After confirming that I got everything I need for the entire duration of the graduate program, I sent this (what I thought as) good news per email to the same person I had contact with, Ms. AO. I told her that I had gotten an offer of admission, together with a teaching assistantship which'd cover all my expenses as well as the tuition fees. I can still remember where I was at that time; I was at the Statistics Lab (S16 Level 5) doing my FYP presentation slides (or slacking, maybe). I was about to go home when I checked my email and...there you go, 1 reply from the Reg. Off. I couldn't believe what I read, but this is how it sounded (based on the true excerpt):
Dear Sie Haskell
Please send in an appeal email to us stating your reason for choosing to do the PhD Program overseas instead of locally by Friday 22 February 2008.
Please also note that there is a change in the policy for deferment of overseas postgraduate study. Under the new policy, if your appeal is successful, you will be allowed to defer your bond by putting a security deposit with us in the form of a Banker's Guarantee. The security deposit will be 100% of your liquidated damages. Scholars who have not completed the Tuition Grant bond are required to seek the Tuition Grant Unit's approval to defer their TG bond as well.
Please do not hesitate to contact us if you need further clarifications.
Thank you.



Surprise surprise...yeah, it was so surprising that it nearly killed me. I didn't know what to say, what to do or what to reply, so I just went back to PGP, called my KTB off, and tried to fix my mood writing a reply. Luckily I was still kind enough using "thank you" instead of "fuck you" at the end of the email.
Despondently, I sent an email which I haven't stop regretting to date. As expected, it didn't do any good. The next reply I got was only to tell me that they'd submit an appeal on my behalf to the company (or maybe to themselves) regarding my request of paying only 10% of the LD. Btw, in case you haven't realized it, 100% of the LD amounts up to around 75k SGD or about 500 million Rupiah. Fuck it. And fuck the other LD as well....which LD? Yeah, aside from this 75k thingy I still have another obligation which'd cost me 87k SGD to break. How awesome.


Ok, now that I was only one more step from being unnecessarily stranded to work in sg when I wasn't ready, I had no choice but to contact the university offering me a graduate admission. I had to tell them that, unfortunately, I might need to reject the offer for the time being due to this horrible scenario I had not anticipated. That was the worst choice I'd ever make, and the feeling was bad...really bad. Knowing that I had gotten everything, from admission offer to scholarship, but ended up not being able to go was such a nightmare. Ok, I'm not trying to be so religious or anything, but I did keep asking God why it happened. Why would He give me all I'd need yet at the same time let me have such a huge problem? Wouldn't it be better if I just got rejected from all 3 univs? But well, soon enough I realized that we human are incapable in many aspects of our lives. No matter how well we have everything planned, God rules. None of our plan will come to reality if He says no. This, at least, taught me not to rely fully on myself.
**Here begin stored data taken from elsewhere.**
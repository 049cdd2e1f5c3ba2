//! Formatter Module
//!
//! calamineのセル値を差し込み用のテキストに変換するモジュール。

use calamine::Data;
use chrono::{NaiveDateTime, Timelike};

use crate::types::Cell;

/// セルフォーマッター
///
/// セル値のフォーマット処理のファサードとして機能します。
#[derive(Debug, Default)]
pub(crate) struct CellFormatter {
    /// 日付フォーマッター
    date_formatter: DateFormatter,

    /// 数値フォーマッター
    number_formatter: NumberFormatter,
}

impl CellFormatter {
    /// 新しいCellFormatterインスタンスを生成
    pub fn new() -> Self {
        Self::default()
    }

    /// セル値をテキストに変換
    ///
    /// 空セルと空文字列は`Cell::Missing`になります。
    pub fn format_cell(&self, data: &Data) -> Cell {
        let text = match data {
            Data::Empty => return Cell::Missing,
            Data::String(s) if s.is_empty() => return Cell::Missing,
            Data::String(s) => s.clone(),
            Data::Int(i) => i.to_string(),
            Data::Float(f) => self.number_formatter.format(*f),
            Data::Bool(b) => if *b { "TRUE" } else { "FALSE" }.to_string(),
            Data::DateTime(dt) => match dt.as_datetime() {
                Some(value) if dt.is_datetime() => self.date_formatter.format(&value),
                // 期間値や範囲外の日付はシリアル値のまま出力
                _ => self.number_formatter.format(dt.as_f64()),
            },
            Data::DateTimeIso(s) | Data::DurationIso(s) => s.clone(),
            Data::Error(e) => e.to_string(),
        };
        Cell::Text(text)
    }

    /// 見出しセルを列名に変換（空の見出しは`None`）
    pub fn format_header(&self, data: &Data) -> Option<String> {
        match self.format_cell(data) {
            Cell::Text(text) => Some(text),
            Cell::Missing => None,
        }
    }
}

/// 日付フォーマッター
///
/// 時刻成分がなければ`YYYY-MM-DD`、あれば`YYYY-MM-DD HH:MM:SS`で出力します。
#[derive(Debug, Default)]
pub(crate) struct DateFormatter;

impl DateFormatter {
    pub fn format(&self, value: &NaiveDateTime) -> String {
        let time = value.time();
        if time.num_seconds_from_midnight() == 0 {
            value.format("%Y-%m-%d").to_string()
        } else {
            value.format("%Y-%m-%d %H:%M:%S").to_string()
        }
    }
}

/// 数値フォーマッター
///
/// 整数値は小数点なし、それ以外は最短表現で出力します。
#[derive(Debug, Default)]
pub(crate) struct NumberFormatter;

impl NumberFormatter {
    /// 整数として表示する上限（f64で整数を正確に表現できる範囲内）
    const MAX_INTEGRAL: f64 = 1e15;

    pub fn format(&self, value: f64) -> String {
        if value == 0.0 {
            return "0".to_string();
        }
        if value.is_finite() && value.fract() == 0.0 && value.abs() < Self::MAX_INTEGRAL {
            format!("{:.0}", value)
        } else {
            value.to_string()
        }
    }
}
Enough being so spiritual. Now comes the evil part. I did mention that I'm not trying to be so religious, didn't I? Hell yeah, I'm by no means being religious. When it comes to forgiveness, I just don't buy it. The fact that those people are the ones ruining my plan is more than enough for me to hate this island and its people more completely. Indeed, I did have the right to question all those that happened because the way my appeal was processed was just wrong. *well, I do think that this deserves its own part. So, let me just finish it here and continue on the next one*

1 comment:

Unknown said...

I'm so sorry for u..... I can feel u hatred by reading ur story. hahaha.